- What the task requires
Please return only the lines from the one holding "pub fn next_tab(&mut" through the one holding "pub fn select_tab(&mut", exactly as they appear in the records below, both ends included.

- Task data
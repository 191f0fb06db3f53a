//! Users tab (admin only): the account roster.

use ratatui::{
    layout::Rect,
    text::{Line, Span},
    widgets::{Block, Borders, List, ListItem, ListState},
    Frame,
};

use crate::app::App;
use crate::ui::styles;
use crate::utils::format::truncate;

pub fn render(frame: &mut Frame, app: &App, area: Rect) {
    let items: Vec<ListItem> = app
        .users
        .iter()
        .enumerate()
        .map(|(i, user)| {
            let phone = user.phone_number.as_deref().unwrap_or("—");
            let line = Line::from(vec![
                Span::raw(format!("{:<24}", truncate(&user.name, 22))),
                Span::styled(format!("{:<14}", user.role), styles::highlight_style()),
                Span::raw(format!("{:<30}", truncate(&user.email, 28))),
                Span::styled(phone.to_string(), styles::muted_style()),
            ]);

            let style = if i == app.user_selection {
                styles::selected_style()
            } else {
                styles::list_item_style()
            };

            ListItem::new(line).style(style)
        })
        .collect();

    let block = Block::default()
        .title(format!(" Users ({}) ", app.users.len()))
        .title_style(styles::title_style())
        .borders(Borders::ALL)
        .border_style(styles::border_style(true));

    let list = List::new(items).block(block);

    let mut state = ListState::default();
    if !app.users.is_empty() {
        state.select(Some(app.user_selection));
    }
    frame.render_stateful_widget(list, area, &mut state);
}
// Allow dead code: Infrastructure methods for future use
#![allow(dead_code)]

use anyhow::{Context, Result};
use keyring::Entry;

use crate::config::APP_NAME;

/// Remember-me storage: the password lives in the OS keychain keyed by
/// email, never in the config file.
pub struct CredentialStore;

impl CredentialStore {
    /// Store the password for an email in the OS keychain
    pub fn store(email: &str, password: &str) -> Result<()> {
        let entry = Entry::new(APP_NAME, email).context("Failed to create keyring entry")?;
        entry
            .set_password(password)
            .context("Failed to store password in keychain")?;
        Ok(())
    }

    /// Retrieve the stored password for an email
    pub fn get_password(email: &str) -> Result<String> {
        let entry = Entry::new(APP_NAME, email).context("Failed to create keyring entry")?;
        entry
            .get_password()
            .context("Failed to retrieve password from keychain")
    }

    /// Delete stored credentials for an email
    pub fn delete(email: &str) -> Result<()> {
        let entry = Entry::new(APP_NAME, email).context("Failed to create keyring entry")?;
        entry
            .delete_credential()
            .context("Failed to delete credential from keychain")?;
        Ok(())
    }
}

==

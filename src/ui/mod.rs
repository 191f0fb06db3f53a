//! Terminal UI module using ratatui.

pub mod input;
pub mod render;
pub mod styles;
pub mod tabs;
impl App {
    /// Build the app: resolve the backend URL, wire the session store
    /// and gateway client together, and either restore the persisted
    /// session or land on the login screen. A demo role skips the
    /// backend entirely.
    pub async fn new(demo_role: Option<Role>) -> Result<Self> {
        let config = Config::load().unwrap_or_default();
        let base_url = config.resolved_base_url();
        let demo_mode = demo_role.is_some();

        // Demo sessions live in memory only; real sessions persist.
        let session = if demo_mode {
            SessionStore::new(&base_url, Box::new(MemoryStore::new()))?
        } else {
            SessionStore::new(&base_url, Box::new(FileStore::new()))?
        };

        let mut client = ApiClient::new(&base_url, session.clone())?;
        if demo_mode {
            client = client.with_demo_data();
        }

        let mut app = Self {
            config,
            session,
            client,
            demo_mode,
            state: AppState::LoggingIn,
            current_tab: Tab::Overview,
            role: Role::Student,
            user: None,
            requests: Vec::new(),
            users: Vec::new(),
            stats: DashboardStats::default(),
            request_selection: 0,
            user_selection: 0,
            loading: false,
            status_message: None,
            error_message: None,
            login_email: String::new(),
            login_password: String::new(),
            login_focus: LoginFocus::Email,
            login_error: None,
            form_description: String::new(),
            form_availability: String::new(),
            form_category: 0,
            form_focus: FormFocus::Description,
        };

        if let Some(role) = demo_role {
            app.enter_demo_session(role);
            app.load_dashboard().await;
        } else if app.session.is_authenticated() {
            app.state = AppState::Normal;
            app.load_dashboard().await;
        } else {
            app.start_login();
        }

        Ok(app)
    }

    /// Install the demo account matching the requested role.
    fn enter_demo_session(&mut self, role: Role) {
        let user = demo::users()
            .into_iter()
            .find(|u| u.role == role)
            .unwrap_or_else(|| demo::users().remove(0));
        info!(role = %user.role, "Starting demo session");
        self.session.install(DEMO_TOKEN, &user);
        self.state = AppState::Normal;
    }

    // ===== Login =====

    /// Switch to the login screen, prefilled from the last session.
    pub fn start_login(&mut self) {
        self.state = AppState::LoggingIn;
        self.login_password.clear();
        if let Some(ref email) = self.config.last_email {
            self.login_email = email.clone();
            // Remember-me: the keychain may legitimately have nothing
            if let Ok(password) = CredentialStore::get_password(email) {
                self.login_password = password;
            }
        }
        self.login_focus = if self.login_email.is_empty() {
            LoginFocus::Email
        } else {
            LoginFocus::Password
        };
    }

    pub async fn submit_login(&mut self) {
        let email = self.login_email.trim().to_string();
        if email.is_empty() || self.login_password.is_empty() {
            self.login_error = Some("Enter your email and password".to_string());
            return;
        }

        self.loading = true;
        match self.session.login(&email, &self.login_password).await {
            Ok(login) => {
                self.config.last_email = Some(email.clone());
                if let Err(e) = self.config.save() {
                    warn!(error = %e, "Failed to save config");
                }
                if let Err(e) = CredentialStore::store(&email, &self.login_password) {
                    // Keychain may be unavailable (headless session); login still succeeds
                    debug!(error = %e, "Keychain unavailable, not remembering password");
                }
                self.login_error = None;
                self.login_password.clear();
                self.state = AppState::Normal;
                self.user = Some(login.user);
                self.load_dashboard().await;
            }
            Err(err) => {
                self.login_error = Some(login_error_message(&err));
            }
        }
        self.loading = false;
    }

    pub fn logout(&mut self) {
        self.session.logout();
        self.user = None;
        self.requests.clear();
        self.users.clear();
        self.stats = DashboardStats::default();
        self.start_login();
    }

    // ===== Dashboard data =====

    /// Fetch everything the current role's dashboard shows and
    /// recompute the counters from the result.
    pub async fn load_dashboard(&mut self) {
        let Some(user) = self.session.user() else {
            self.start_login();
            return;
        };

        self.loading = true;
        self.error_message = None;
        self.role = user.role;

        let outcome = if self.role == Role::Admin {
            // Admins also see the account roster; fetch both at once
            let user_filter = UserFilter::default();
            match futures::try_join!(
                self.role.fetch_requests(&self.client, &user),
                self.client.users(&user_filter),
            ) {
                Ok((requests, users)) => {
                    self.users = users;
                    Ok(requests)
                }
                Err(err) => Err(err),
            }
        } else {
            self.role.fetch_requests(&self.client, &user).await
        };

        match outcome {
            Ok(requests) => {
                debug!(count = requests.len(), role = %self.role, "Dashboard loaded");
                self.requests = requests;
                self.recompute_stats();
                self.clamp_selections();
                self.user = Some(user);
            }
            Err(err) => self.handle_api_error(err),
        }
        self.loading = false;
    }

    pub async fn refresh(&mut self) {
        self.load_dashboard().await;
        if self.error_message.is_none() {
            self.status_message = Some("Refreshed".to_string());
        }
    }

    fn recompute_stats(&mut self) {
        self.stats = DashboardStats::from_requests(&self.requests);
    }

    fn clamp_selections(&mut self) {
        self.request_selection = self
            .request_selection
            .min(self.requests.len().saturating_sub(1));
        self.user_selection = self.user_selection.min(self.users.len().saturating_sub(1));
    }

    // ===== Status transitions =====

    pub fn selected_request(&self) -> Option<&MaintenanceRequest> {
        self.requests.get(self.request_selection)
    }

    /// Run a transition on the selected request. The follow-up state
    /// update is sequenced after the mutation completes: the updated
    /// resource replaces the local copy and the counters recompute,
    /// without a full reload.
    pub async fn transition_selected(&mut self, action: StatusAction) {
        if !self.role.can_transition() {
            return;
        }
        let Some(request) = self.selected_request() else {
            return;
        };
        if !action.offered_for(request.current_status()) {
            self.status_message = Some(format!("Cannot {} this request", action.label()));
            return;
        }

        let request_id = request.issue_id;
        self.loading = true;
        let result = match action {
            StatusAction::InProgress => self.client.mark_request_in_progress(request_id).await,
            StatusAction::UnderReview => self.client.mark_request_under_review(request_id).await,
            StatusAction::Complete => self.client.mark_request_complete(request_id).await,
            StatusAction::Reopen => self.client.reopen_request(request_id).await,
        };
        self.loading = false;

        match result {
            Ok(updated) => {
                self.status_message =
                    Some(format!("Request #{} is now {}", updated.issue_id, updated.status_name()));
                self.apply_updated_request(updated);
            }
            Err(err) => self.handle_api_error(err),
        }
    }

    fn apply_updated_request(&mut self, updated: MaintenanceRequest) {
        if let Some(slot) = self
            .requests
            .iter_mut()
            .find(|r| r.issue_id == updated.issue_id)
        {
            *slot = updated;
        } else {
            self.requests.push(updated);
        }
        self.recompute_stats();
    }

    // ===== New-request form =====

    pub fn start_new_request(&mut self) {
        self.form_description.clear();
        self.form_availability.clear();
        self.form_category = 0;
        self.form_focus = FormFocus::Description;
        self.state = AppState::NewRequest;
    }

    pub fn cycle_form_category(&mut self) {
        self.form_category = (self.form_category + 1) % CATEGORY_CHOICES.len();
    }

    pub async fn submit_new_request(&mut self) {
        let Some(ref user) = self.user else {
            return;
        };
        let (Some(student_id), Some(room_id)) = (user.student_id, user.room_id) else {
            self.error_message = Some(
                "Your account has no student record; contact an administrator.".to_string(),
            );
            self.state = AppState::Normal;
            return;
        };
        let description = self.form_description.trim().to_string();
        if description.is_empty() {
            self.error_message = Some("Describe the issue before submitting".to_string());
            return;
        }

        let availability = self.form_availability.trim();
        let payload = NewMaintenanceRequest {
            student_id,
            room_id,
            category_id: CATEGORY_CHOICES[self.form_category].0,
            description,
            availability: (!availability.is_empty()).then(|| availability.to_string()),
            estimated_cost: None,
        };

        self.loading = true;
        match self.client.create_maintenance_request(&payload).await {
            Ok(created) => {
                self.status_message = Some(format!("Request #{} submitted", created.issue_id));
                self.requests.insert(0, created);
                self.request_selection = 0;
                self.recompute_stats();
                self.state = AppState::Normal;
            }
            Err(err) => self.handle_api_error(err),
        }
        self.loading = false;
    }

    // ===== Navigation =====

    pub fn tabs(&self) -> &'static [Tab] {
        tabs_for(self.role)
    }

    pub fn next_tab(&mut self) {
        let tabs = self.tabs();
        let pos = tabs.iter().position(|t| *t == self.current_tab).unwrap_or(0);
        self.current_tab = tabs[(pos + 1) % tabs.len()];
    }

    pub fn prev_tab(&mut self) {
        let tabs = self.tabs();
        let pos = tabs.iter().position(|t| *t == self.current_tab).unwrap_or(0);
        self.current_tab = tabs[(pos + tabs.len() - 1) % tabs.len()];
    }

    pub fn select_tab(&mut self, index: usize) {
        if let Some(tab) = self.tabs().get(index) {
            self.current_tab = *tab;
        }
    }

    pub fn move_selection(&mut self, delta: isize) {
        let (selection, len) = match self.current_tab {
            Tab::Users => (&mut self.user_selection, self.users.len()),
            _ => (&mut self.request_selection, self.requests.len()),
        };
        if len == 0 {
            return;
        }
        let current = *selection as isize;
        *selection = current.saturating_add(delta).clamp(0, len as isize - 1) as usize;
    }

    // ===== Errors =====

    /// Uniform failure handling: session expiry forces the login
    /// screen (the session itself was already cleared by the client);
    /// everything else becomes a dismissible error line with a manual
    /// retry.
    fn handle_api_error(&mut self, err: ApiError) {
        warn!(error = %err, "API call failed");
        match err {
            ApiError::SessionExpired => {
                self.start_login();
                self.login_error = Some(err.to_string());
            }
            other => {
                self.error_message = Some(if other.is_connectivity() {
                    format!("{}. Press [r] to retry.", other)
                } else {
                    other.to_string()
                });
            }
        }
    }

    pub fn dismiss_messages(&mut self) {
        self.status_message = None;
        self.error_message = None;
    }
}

- Output for this exercise
    pub fn next_tab(&mut self) {
        let tabs = self.tabs();
        let pos = tabs.iter().position(|t| *t == self.current_tab).unwrap_or(0);
        self.current_tab = tabs[(pos + 1) % tabs.len()];
    }

    pub fn prev_tab(&mut self) {
        let tabs = self.tabs();
        let pos = tabs.iter().position(|t| *t == self.current_tab).unwrap_or(0);
        self.current_tab = tabs[(pos + tabs.len() - 1) % tabs.len()];
    }

    pub fn select_tab(&mut self, index: usize) {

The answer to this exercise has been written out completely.